Clarence Nicholas Coleridge (November 27, 1930 – August 10, 2023) was a Guyanese-born American Episcopalian clergyman who was the first black bishop of the Diocese of Connecticut, from 1993 to 1999. Prior to that he was the Suffragan Bishop of Connecticut from 1981 to 1993.

==Biography==
Originally from Guyana, Coleridge obtained a Master of Social Work degree from the University of Connecticut and a Doctor of Ministry from the Andover Newton Theological School. He was ordained to the diaconate on January 27, 1961, and to the priesthood on January 1, 1962. He was ordained and consecrated to the episcopate on October 23, 1981. He received three honorary degrees, including one from Yale Divinity School. Habitat for Humanity built five houses in his name as the Coleridge Commons in Bridgeport, Connecticut.
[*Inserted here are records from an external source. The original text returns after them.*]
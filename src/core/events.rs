//! Unified event handling system

use crossterm::event::{KeyCode, KeyEvent, KeyModifiers, MouseEvent};
use std::time::Duration;
use tokio::sync::mpsc;

use crate::config::{KeybindingsConfig, SettingsChange};
use crate::core::state::Page;

/// All possible events in the system
#[derive(Debug, Clone)]
pub enum Event {
    // Input events
    Key(KeyEvent),
    Mouse(MouseEvent),
    Resize(u16, u16),

    /// Render tick; also expires notifications
    Tick,

    /// A page loop published a new sample (coalesced)
    PageUpdated(Page),

    /// The settings store changed (file reload or in-app toggle)
    Settings(SettingsChange),
}

/// Result of handling an event
#[derive(Debug, Clone, Copy, PartialEq, Eq)]
pub enum EventResult {
    Continue,
    Quit,
}

pub struct EventHandler {
    rx: mpsc::UnboundedReceiver<Event>,
}

impl EventHandler {
    pub fn new() -> (Self, mpsc::UnboundedSender<Event>) {
        let (tx, rx) = mpsc::unbounded_channel();
        (Self { rx }, tx)
    }

    /// Start terminal input and the render tick
    pub fn spawn_sources(event_tx: mpsc::UnboundedSender<Event>) {
        tokio::spawn(Self::terminal_events(event_tx.clone()));
        tokio::spawn(Self::tick_events(
            event_tx,
            Duration::from_millis(250),
            Event::Tick,
        ));
    }

    /// Forward settings changes into the event loop
    pub fn spawn_settings(
        mut changes: tokio::sync::broadcast::Receiver<SettingsChange>,
        tx: mpsc::UnboundedSender<Event>,
    ) {
        tokio::spawn(async move {
            use tokio::sync::broadcast::error::RecvError;
            loop {
                match changes.recv().await {
                    Ok(change) => {
                        if tx.send(Event::Settings(change)).is_err() {
                            break;
                        }
                    }
                    Err(RecvError::Lagged(missed)) => {
                        tracing::debug!(missed, "settings receiver lagged");
                    }
                    Err(RecvError::Closed) => break,
                }
            }
        });
    }

    async fn terminal_events(tx: mpsc::UnboundedSender<Event>) {
        use crossterm::event::{self, Event as CrosstermEvent};
        use futures::StreamExt;

        let mut reader = event::EventStream::new();
        while let Some(event_result) = reader.next().await {
            let event = match event_result {
                Ok(CrosstermEvent::Key(key)) => Event::Key(key),
                Ok(CrosstermEvent::Mouse(mouse)) => Event::Mouse(mouse),
                Ok(CrosstermEvent::Resize(w, h)) => Event::Resize(w, h),
                _ => continue,
            };
            if tx.send(event).is_err() {
                break;
            }
        }
    }

    async fn tick_events(tx: mpsc::UnboundedSender<Event>, interval: Duration, event: Event) {
        let mut ticker = tokio::time::interval(interval);
        loop {
            ticker.tick().await;
            if tx.send(event.clone()).is_err() {
                break;
            }
        }
    }

    pub async fn next(&mut self) -> Option<Event> {
        self.rx.recv().await
    }
}

/// Key binding helper
#[derive(Debug, Clone, PartialEq, Eq)]
pub struct KeyBinding {
    pub key: KeyCode,
    pub modifiers: KeyModifiers,
}

impl KeyBinding {
    pub fn new(key: KeyCode) -> Self {
        Self {
            key,
            modifiers: KeyModifiers::NONE,
        }
    }

    pub fn ctrl(key: KeyCode) -> Self {
        Self {
            key,
            modifiers: KeyModifiers::CONTROL,
        }
    }

    /// Parse "q", "K", "?", "tab", "esc", "space", "ctrl+k" and similar.
    pub fn parse(spec: &str) -> Option<Self> {
        let spec = spec.trim();
        if let Some(rest) = spec
            .strip_prefix("ctrl+")
            .or_else(|| spec.strip_prefix("ctrl-"))
            .or_else(|| spec.strip_prefix("C-"))
        {
            return Self::parse(rest).map(|b| Self::ctrl(b.key));
        }
        let key = match spec.to_ascii_lowercase().as_str() {
            "tab" => KeyCode::Tab,
            "esc" | "escape" => KeyCode::Esc,
            "enter" | "return" => KeyCode::Enter,
            "space" => KeyCode::Char(' '),
            "backspace" => KeyCode::Backspace,
            "up" => KeyCode::Up,
            "down" => KeyCode::Down,
            "left" => KeyCode::Left,
            "right" => KeyCode::Right,
            _ => {
                let mut chars = spec.chars();
                match (chars.next(), chars.next()) {
                    (Some(c), None) => KeyCode::Char(c),
                    _ => return None,
                }
            }
        };
        Some(Self::new(key))
    }

    /// Characters match regardless of SHIFT, since terminals differ on
    /// whether they report it for uppercase and symbols.
    pub fn matches(&self, event: &KeyEvent) -> bool {
        if event.code != self.key {
            return false;
        }
        match self.key {
            KeyCode::Char(_) => event.modifiers.difference(KeyModifiers::SHIFT) == self.modifiers,
            _ => event.modifiers == self.modifiers,
        }
    }
}

/// Configurable bindings plus fixed navigation keys
#[derive(Debug, Clone)]
pub struct KeyBindings {
    pub quit: KeyBinding,
    pub help: KeyBinding,
    pub search: KeyBinding,
    pub pin: KeyBinding,
    pub group: KeyBinding,
    pub kill: KeyBinding,
    pub page: KeyBinding,
}

impl KeyBindings {
    pub fn from_config(config: &KeybindingsConfig) -> Self {
        let defaults = KeybindingsConfig::default();
        let pick = |value: &str, fallback: &str| {
            KeyBinding::parse(value).unwrap_or_else(|| {
                tracing::warn!(binding = value, "unrecognised key binding, using default");
                KeyBinding::parse(fallback).unwrap_or_else(|| KeyBinding::new(KeyCode::Null))
            })
        };
        Self {
            quit: pick(&config.quit, &defaults.quit),
            help: pick(&config.help, &defaults.help),
            search: pick(&config.search, &defaults.search),
            pin: pick(&config.pin, &defaults.pin),
            group: pick(&config.group, &defaults.group),
            kill: pick(&config.kill, &defaults.kill),
            page: pick(&config.page, &defaults.page),
        }
    }

    pub fn quit_alt() -> KeyBinding {
        KeyBinding::ctrl(KeyCode::Char('c'))
    }

    /// Terminate the row and everything below it
    pub fn kill_tree() -> KeyBinding {
        KeyBinding::ctrl(KeyCode::Char('k'))
    }

    pub fn escape() -> KeyBinding {
        KeyBinding::new(KeyCode::Esc)
    }

    pub fn enter() -> KeyBinding {
        KeyBinding::new(KeyCode::Enter)
    }

    pub fn expand() -> KeyBinding {
        KeyBinding::new(KeyCode::Char(' '))
    }

    pub fn up() -> KeyBinding {
        KeyBinding::new(KeyCode::Up)
    }

    pub fn down() -> KeyBinding {
        KeyBinding::new(KeyCode::Down)
    }

    pub fn vim_up() -> KeyBinding {
        KeyBinding::new(KeyCode::Char('k'))
    }

    pub fn vim_down() -> KeyBinding {
        KeyBinding::new(KeyCode::Char('j'))
    }

    pub fn page_up() -> KeyBinding {
        KeyBinding::new(KeyCode::PageUp)
    }

    pub fn page_down() -> KeyBinding {
        KeyBinding::new(KeyCode::PageDown)
    }
}

impl Default for KeyBindings {
    fn default() -> Self {
        Self::from_config(&KeybindingsConfig::default())
    }
}

#[cfg(test)]
mod tests {
    use super::*;
    use pretty_assertions::assert_eq;

    fn key(code: KeyCode, modifiers: KeyModifiers) -> KeyEvent {
        KeyEvent::new(code, modifiers)
    }

    #[test]
    fn test_parse_bindings() {
        assert_eq!(KeyBinding::parse("tab"), Some(KeyBinding::new(KeyCode::Tab)));
        assert_eq!(KeyBinding::parse("K"), Some(KeyBinding::new(KeyCode::Char('K'))));
        assert_eq!(
            KeyBinding::parse("ctrl+x"),
            Some(KeyBinding::ctrl(KeyCode::Char('x')))
        );
        assert_eq!(KeyBinding::parse("space"), Some(KeyBinding::new(KeyCode::Char(' '))));
        assert_eq!(KeyBinding::parse("nope"), None);
    }

    #[test]
    fn test_char_matches_ignore_shift() {
        let kill = KeyBinding::parse("K").unwrap();
        assert!(kill.matches(&key(KeyCode::Char('K'), KeyModifiers::SHIFT)));
        assert!(kill.matches(&key(KeyCode::Char('K'), KeyModifiers::NONE)));
        assert!(!kill.matches(&key(KeyCode::Char('K'), KeyModifiers::CONTROL)));
        assert!(KeyBindings::kill_tree().matches(&key(KeyCode::Char('k'), KeyModifiers::CONTROL)));
        assert!(!KeyBindings::vim_up().matches(&key(KeyCode::Char('k'), KeyModifiers::CONTROL)));
    }

    #[test]
    fn test_invalid_config_falls_back() {
        let config = KeybindingsConfig {
            quit: "not-a-key".into(),
            ..Default::default()
        };
        let keys = KeyBindings::from_config(&config);
        assert_eq!(keys.quit, KeyBinding::new(KeyCode::Char('q')));
        assert_eq!(keys.page, KeyBinding::new(KeyCode::Tab));
    }
}
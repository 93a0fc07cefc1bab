//! UI Widgets

pub mod drives_panel;
pub mod footer;
pub mod header;
pub mod help_overlay;
pub mod metrics_panel;
pub mod performance_panel;
pub mod process_panel;

pub use drives_panel::DrivesPanel;
pub use footer::Footer;
pub use header::Header;
pub use help_overlay::HelpOverlay;
pub use metrics_panel::{Card, MetricsPanel};
pub use performance_panel::{CoresPanel, HistoryPanel, NetworkPanel};
pub use process_panel::{ProcessPanel, TopProcesses};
In 1994, Coleridge started the Bishops' Fund for Children, which enhances awareness of the plight of children at risk throughout Connecticut. The fund supported social service programs that aid these children in urban, suburban, and rural neighborhoods. In its first two decades, the fund provided more than $1 million to more than 150 non-profits in the state. As of 2016, the Bishops' Fund for Children now supports at-risk children to attend Camp Washington, the diocesan camp and retreat center.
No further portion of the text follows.